- [EXTRACTED ENTRIES]:
* * * * * * *

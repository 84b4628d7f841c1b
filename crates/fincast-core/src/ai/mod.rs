//! Pluggable completion backend abstraction
//!
//! The forecast pipeline needs exactly one operation from a text-generation
//! provider: send a system instruction plus a prompt, get text back. Keeping
//! that behind a trait makes the guardrail and augmentation layers testable
//! with canned provider output, no network required.
//!
//! # Architecture
//!
//! - `CompletionBackend` trait: the single `complete` operation
//! - `CompletionClient` enum: concrete wrapper providing Clone + compile-time
//!   dispatch
//! - Backend implementations: `OpenAICompatibleBackend`, `MockBackend`
//!
//! # Configuration
//!
//! Environment variables for `CompletionClient::from_env`:
//! - `FORECAST_PROVIDER_HOST`: Server URL (required)
//! - `FORECAST_PROVIDER_MODEL`: Model name (default: gpt-4o-mini)
//! - `FORECAST_PROVIDER_API_KEY`: Bearer token if required (optional)

mod mock;
mod openai_compatible;
pub mod parsing;
pub mod types;

pub use mock::MockBackend;
pub use openai_compatible::OpenAICompatibleBackend;

use async_trait::async_trait;

use crate::error::Result;

/// Trait defining the single operation the core needs from a provider
///
/// Backends should be Send + Sync to allow use across async tasks.
#[async_trait]
pub trait CompletionBackend: Send + Sync {
    /// Send one completion request and return the reply text
    async fn complete(&self, system: &str, user: &str) -> Result<String>;

    /// Check if the backend is reachable
    async fn health_check(&self) -> bool;

    /// Get the model name (for result metadata)
    fn model(&self) -> &str;

    /// Get the host URL (for logging)
    fn host(&self) -> &str;
}

/// Concrete completion client enum
///
/// Provides Clone and compile-time dispatch without Box<dyn> overhead.
#[derive(Clone)]
pub enum CompletionClient {
    /// OpenAI-compatible chat completions backend
    OpenAICompatible(OpenAICompatibleBackend),
    /// Mock backend for testing
    Mock(MockBackend),
}

impl CompletionClient {
    /// Create a completion client from environment variables
    ///
    /// Returns None if `FORECAST_PROVIDER_HOST` is not set.
    pub fn from_env() -> Option<Self> {
        OpenAICompatibleBackend::from_env().map(CompletionClient::OpenAICompatible)
    }

    /// Create a mock backend for testing
    pub fn mock() -> Self {
        CompletionClient::Mock(MockBackend::new())
    }
}

#[async_trait]
impl CompletionBackend for CompletionClient {
    async fn complete(&self, system: &str, user: &str) -> Result<String> {
        match self {
            CompletionClient::OpenAICompatible(b) => b.complete(system, user).await,
            CompletionClient::Mock(b) => b.complete(system, user).await,
        }
    }

    async fn health_check(&self) -> bool {
        match self {
            CompletionClient::OpenAICompatible(b) => b.health_check().await,
            CompletionClient::Mock(b) => b.health_check().await,
        }
    }

    fn model(&self) -> &str {
        match self {
            CompletionClient::OpenAICompatible(b) => b.model(),
            CompletionClient::Mock(b) => b.model(),
        }
    }

    fn host(&self) -> &str {
        match self {
            CompletionClient::OpenAICompatible(b) => b.host(),
            CompletionClient::Mock(b) => b.host(),
        }
    }
}
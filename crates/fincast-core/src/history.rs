//! Per-category history aggregation
//!
//! Builds the per-request lookup the guardrail and the augmentation fallback
//! both consume: how much a category has historically cost, how often it
//! occurs, and what its recent amounts looked like. Indexed by lower-cased
//! name and by numeric id.

use std::collections::HashMap;

use chrono::NaiveDate;
use serde::{Deserialize, Serialize};

use crate::models::ExpenseRecord;

/// How many recent amounts to retain per category
const RECENT_AMOUNTS: usize = 5;
/// How many recent request dates to retain per category
const LAST_DATES: usize = 3;

/// Aggregated spend history for one expense category
#[derive(Debug, Clone, Serialize, Deserialize)]
pub struct CategoryHistoryStats {
    pub category_id: Option<i64>,
    pub category_name: String,
    pub total: f64,
    pub count: usize,
    pub average: f64,
    /// Up to 5 most recent amounts, sorted ascending
    pub recent_amounts: Vec<f64>,
    /// Up to 3 most recent request dates, newest first
    pub last_dates: Vec<NaiveDate>,
    pub max_amount: f64,
}

impl CategoryHistoryStats {
    /// Largest recently observed amount (0 when no recents kept)
    pub fn recent_max(&self) -> f64 {
        self.recent_amounts.iter().copied().fold(0.0, f64::max)
    }
}

/// Per-request index over category history, keyed by lower-cased name and by
/// numeric id
#[derive(Debug, Clone, Default)]
pub struct CategoryHistoryIndex {
    entries: Vec<CategoryHistoryStats>,
    by_name: HashMap<String, usize>,
    by_id: HashMap<i64, usize>,
}

impl CategoryHistoryIndex {
    /// Aggregate raw expense records into per-category statistics.
    ///
    /// Records without a category name are grouped under their id rendered as
    /// a name; records with neither are skipped.
    pub fn build(records: &[ExpenseRecord]) -> Self {
        struct Accum {
            category_id: Option<i64>,
            category_name: String,
            total: f64,
            count: usize,
            max_amount: f64,
            dated_amounts: Vec<(NaiveDate, f64)>,
        }

        let mut groups: HashMap<String, Accum> = HashMap::new();

        for record in records {
            let name = match (&record.category_name, record.category_id) {
                (Some(name), _) if !name.trim().is_empty() => name.trim().to_string(),
                (_, Some(id)) => format!("#{}", id),
                _ => continue,
            };
            let key = name.to_lowercase();

            let entry = groups.entry(key).or_insert_with(|| Accum {
                category_id: record.category_id,
                category_name: name,
                total: 0.0,
                count: 0,
                max_amount: 0.0,
                dated_amounts: Vec::new(),
            });
            if entry.category_id.is_none() {
                entry.category_id = record.category_id;
            }
            entry.total += record.amount;
            entry.count += 1;
            entry.max_amount = entry.max_amount.max(record.amount);
            entry.dated_amounts.push((record.request_date, record.amount));
        }

        let mut entries = Vec::with_capacity(groups.len());
        for (_, mut group) in groups {
            group.dated_amounts.sort_by_key(|(date, _)| *date);

            let mut recent_amounts: Vec<f64> = group
                .dated_amounts
                .iter()
                .rev()
                .take(RECENT_AMOUNTS)
                .map(|(_, amount)| *amount)
                .collect();
            recent_amounts.sort_by(|a, b| a.partial_cmp(b).unwrap_or(std::cmp::Ordering::Equal));

            let last_dates: Vec<NaiveDate> = group
                .dated_amounts
                .iter()
                .rev()
                .take(LAST_DATES)
                .map(|(date, _)| *date)
                .collect();

            entries.push(CategoryHistoryStats {
                category_id: group.category_id,
                category_name: group.category_name,
                total: group.total,
                count: group.count,
                average: if group.count > 0 {
                    group.total / group.count as f64
                } else {
                    0.0
                },
                recent_amounts,
                last_dates,
                max_amount: group.max_amount,
            });
        }

        // Deterministic order for prompt rendering and backfill
        entries.sort_by(|a, b| {
            b.total
                .partial_cmp(&a.total)
                .unwrap_or(std::cmp::Ordering::Equal)
        });

        let mut by_name = HashMap::new();
        let mut by_id = HashMap::new();
        for (idx, entry) in entries.iter().enumerate() {
            by_name.insert(entry.category_name.to_lowercase(), idx);
            if let Some(id) = entry.category_id {
                by_id.entry(id).or_insert(idx);
            }
        }

        Self {
            entries,
            by_name,
            by_id,
        }
    }

    pub fn is_empty(&self) -> bool {
        self.entries.is_empty()
    }

    pub fn len(&self) -> usize {
        self.entries.len()
    }

    /// Look up by lower-cased category name
    pub fn by_name(&self, name: &str) -> Option<&CategoryHistoryStats> {
        self.by_name
            .get(&name.trim().to_lowercase())
            .map(|&idx| &self.entries[idx])
    }

    /// Look up by numeric category id
    pub fn by_id(&self, id: i64) -> Option<&CategoryHistoryStats> {
        self.by_id.get(&id).map(|&idx| &self.entries[idx])
    }

    /// Categories ranked by total historical spend, descending
    pub fn top_by_total(&self, n: usize) -> &[CategoryHistoryStats] {
        &self.entries[..self.entries.len().min(n)]
    }

    /// All categories, ranked by total descending
    pub fn ranked(&self) -> &[CategoryHistoryStats] {
        &self.entries
    }
}
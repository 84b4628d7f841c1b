//! Plan/Event Extractor
//!
//! Pulls the signal out of an approved plan snapshot: justification text and
//! non-default calculation drivers are worth telling the completion provider
//! about; plain manually entered amounts are not.

use serde::{Deserialize, Serialize};

use crate::models::PlanSnapshot;

/// Calculation method value that carries no planning signal
const DEFAULT_CALCULATION_METHOD: &str = "manual";

/// One noteworthy entry of an approved plan
#[derive(Debug, Clone, Serialize, Deserialize)]
pub struct PlanEvent {
    pub category_name: String,
    pub planned_amount: f64,
    pub justification: Option<String>,
    pub calculation_method: Option<String>,
}

/// Extract noteworthy events from an approved plan snapshot.
///
/// A category yields an event when it has a non-empty justification or a
/// calculation method other than the manual default. Categories with neither
/// are silently dropped; an absent plan yields an empty list.
pub fn extract_plan_events(plan: Option<&PlanSnapshot>) -> Vec<PlanEvent> {
    let Some(plan) = plan else {
        return Vec::new();
    };

    plan.categories
        .iter()
        .filter_map(|category| {
            let justification = category
                .justification
                .as_deref()
                .map(str::trim)
                .filter(|j| !j.is_empty())
                .map(str::to_string);

            let calculation_method = category
                .calculation_method
                .as_deref()
                .map(str::trim)
                .filter(|m| !m.is_empty() && !m.eq_ignore_ascii_case(DEFAULT_CALCULATION_METHOD))
                .map(str::to_string);

            if justification.is_none() && calculation_method.is_none() {
                return None;
            }

            Some(PlanEvent {
                category_name: category.category_name.clone(),
                planned_amount: category.planned_amount,
                justification,
                calculation_method,
            })
        })
        .collect()
}
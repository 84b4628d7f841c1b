//! Transaction-to-expense matcher
//!
//! Scores a pre-filtered pool of candidate expense requests against one bank
//! transaction. Scoring is additive over independent dimensions (amount,
//! date, counterparty, category); the weights live in [`MatchConfig`] and a
//! perfect match sums to 100. Pure and synchronous: candidate retrieval and
//! the decision to auto-link both stay with the caller.

use chrono::NaiveDate;
use serde::{Deserialize, Serialize};
use tracing::debug;

use crate::config::MatchConfig;
use crate::models::{BankTransaction, CandidateExpense};

/// One ranked match candidate with the reasons behind its score
#[derive(Debug, Clone, Serialize, Deserialize)]
pub struct MatchSuggestion {
    pub expense_id: i64,
    pub expense_number: String,
    pub expense_amount: f64,
    pub expense_date: NaiveDate,
    pub expense_category_id: Option<i64>,
    pub expense_contractor_name: Option<String>,
    /// Additive score, 100 at most with default weights
    pub matching_score: u32,
    /// Human-readable reasons, one per scored dimension
    pub match_reasons: Vec<String>,
}

/// Scores bank transactions against candidate expense requests
#[derive(Debug, Clone, Default)]
pub struct MatchingEngine {
    config: MatchConfig,
}

impl MatchingEngine {
    pub fn new(config: MatchConfig) -> Self {
        Self { config }
    }

    /// Rank `candidates` against `transaction`, best first.
    ///
    /// Zero-score candidates are dropped. The sort is stable, so candidates
    /// with equal scores keep their pool order. `limit` is clamped to
    /// `1..=max_limit`; `None` uses the configured default.
    pub fn suggest(
        &self,
        transaction: &BankTransaction,
        candidates: &[CandidateExpense],
        limit: Option<usize>,
    ) -> Vec<MatchSuggestion> {
        let limit = limit
            .unwrap_or(self.config.default_limit)
            .clamp(1, self.config.max_limit);

        let mut suggestions: Vec<MatchSuggestion> = candidates
            .iter()
            .filter_map(|candidate| self.score(transaction, candidate))
            .collect();

        suggestions.sort_by(|a, b| b.matching_score.cmp(&a.matching_score));
        suggestions.truncate(limit);

        debug!(
            candidates = candidates.len(),
            suggestions = suggestions.len(),
            "matched bank transaction against expense pool"
        );
        suggestions
    }

    fn score(
        &self,
        transaction: &BankTransaction,
        candidate: &CandidateExpense,
    ) -> Option<MatchSuggestion> {
        let mut score = 0;
        let mut reasons = Vec::new();

        if let Some((points, reason)) = self.score_amount(transaction.amount, candidate.amount) {
            score += points;
            reasons.push(reason);
        }
        if let Some((points, reason)) =
            self.score_date(transaction.transaction_date, candidate.request_date)
        {
            score += points;
            reasons.push(reason);
        }
        if let Some((points, reason)) = self.score_counterparty(transaction, candidate) {
            score += points;
            reasons.push(reason);
        }
        if let Some((points, reason)) = self.score_category(transaction, candidate) {
            score += points;
            reasons.push(reason);
        }

        if score == 0 {
            return None;
        }

        Some(MatchSuggestion {
            expense_id: candidate.id,
            expense_number: candidate.number.clone(),
            expense_amount: candidate.amount,
            expense_date: candidate.request_date,
            expense_category_id: candidate.category_id,
            expense_contractor_name: candidate.contractor_name.clone(),
            matching_score: score,
            match_reasons: reasons,
        })
    }

    fn score_amount(&self, transaction: f64, candidate: f64) -> Option<(u32, String)> {
        if transaction <= 0.0 || candidate <= 0.0 {
            return None;
        }
        let relative = (transaction - candidate).abs() / transaction;
        if relative < self.config.amount_exact_tolerance {
            Some((
                self.config.amount_exact_score,
                "Точное совпадение суммы".to_string(),
            ))
        } else if relative < self.config.amount_close_tolerance {
            Some((
                self.config.amount_close_score,
                format!("Сумма близка (расхождение {:.1}%)", relative * 100.0),
            ))
        } else {
            None
        }
    }

    fn score_date(&self, transaction: NaiveDate, candidate: NaiveDate) -> Option<(u32, String)> {
        let days = (transaction - candidate).num_days().abs();
        if days <= self.config.date_week_days {
            Some((
                self.config.date_week_score,
                format!("Дата заявки в пределах недели ({} дн.)", days),
            ))
        } else if days <= self.config.date_month_days {
            Some((
                self.config.date_month_score,
                format!("Дата заявки в пределах месяца ({} дн.)", days),
            ))
        } else {
            None
        }
    }

    fn score_counterparty(
        &self,
        transaction: &BankTransaction,
        candidate: &CandidateExpense,
    ) -> Option<(u32, String)> {
        if let (Some(tx_inn), Some(cd_inn)) = (
            normalize_inn(transaction.counterparty_inn.as_deref()),
            normalize_inn(candidate.contractor_inn.as_deref()),
        ) {
            if tx_inn == cd_inn {
                return Some((
                    self.config.inn_score,
                    format!("Совпадение ИНН {}", tx_inn),
                ));
            }
        }

        let tx_name = transaction.counterparty_name.trim().to_lowercase();
        let cd_name = candidate
            .contractor_name
            .as_deref()
            .map(|n| n.trim().to_lowercase())
            .filter(|n| !n.is_empty())?;
        if tx_name.is_empty() {
            return None;
        }

        if tx_name.contains(&cd_name) || cd_name.contains(&tx_name) {
            Some((
                self.config.name_score,
                "Совпадение наименования контрагента".to_string(),
            ))
        } else {
            None
        }
    }

    fn score_category(
        &self,
        transaction: &BankTransaction,
        candidate: &CandidateExpense,
    ) -> Option<(u32, String)> {
        match (transaction.category_id, candidate.category_id) {
            (Some(tx), Some(cd)) if tx == cd => Some((
                self.config.category_score,
                "Совпадение статьи расходов".to_string(),
            )),
            _ => None,
        }
    }
}

/// INN digits only; empty or non-digit values do not participate in scoring
fn normalize_inn(inn: Option<&str>) -> Option<String> {
    let digits: String = inn?.chars().filter(|c| c.is_ascii_digit()).collect();
    if digits.is_empty() {
        None
    } else {
        Some(digits)
    }
}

* * * * * * *

- [WHAT IS BEING ASKED]:
Only the lines from the first line of the records through the line containing "the reply text" should be repeated, exactly as they appear.

- [TASK OUTPUT]:
repository 84b4628d7f841c1b
filename crates/fincast-core/src/ai/mod.rs
//! Pluggable completion backend abstraction
//!
//! The forecast pipeline needs exactly one operation from a text-generation
//! provider: send a system instruction plus a prompt, get text back. Keeping
//! that behind a trait makes the guardrail and augmentation layers testable
//! with canned provider output, no network required.
//!
//! # Architecture
//!
//! - `CompletionBackend` trait: the single `complete` operation
//! - `CompletionClient` enum: concrete wrapper providing Clone + compile-time
//!   dispatch
//! - Backend implementations: `OpenAICompatibleBackend`, `MockBackend`
//!
//! # Configuration
//!
//! Environment variables for `CompletionClient::from_env`:
//! - `FORECAST_PROVIDER_HOST`: Server URL (required)
//! - `FORECAST_PROVIDER_MODEL`: Model name (default: gpt-4o-mini)
//! - `FORECAST_PROVIDER_API_KEY`: Bearer token if required (optional)

mod mock;
mod openai_compatible;
pub mod parsing;
pub mod types;

pub use mock::MockBackend;
pub use openai_compatible::OpenAICompatibleBackend;

use async_trait::async_trait;

use crate::error::Result;

/// Trait defining the single operation the core needs from a provider
///
/// Backends should be Send + Sync to allow use across async tasks.
#[async_trait]
pub trait CompletionBackend: Send + Sync {
    /// Send one completion request and return the reply text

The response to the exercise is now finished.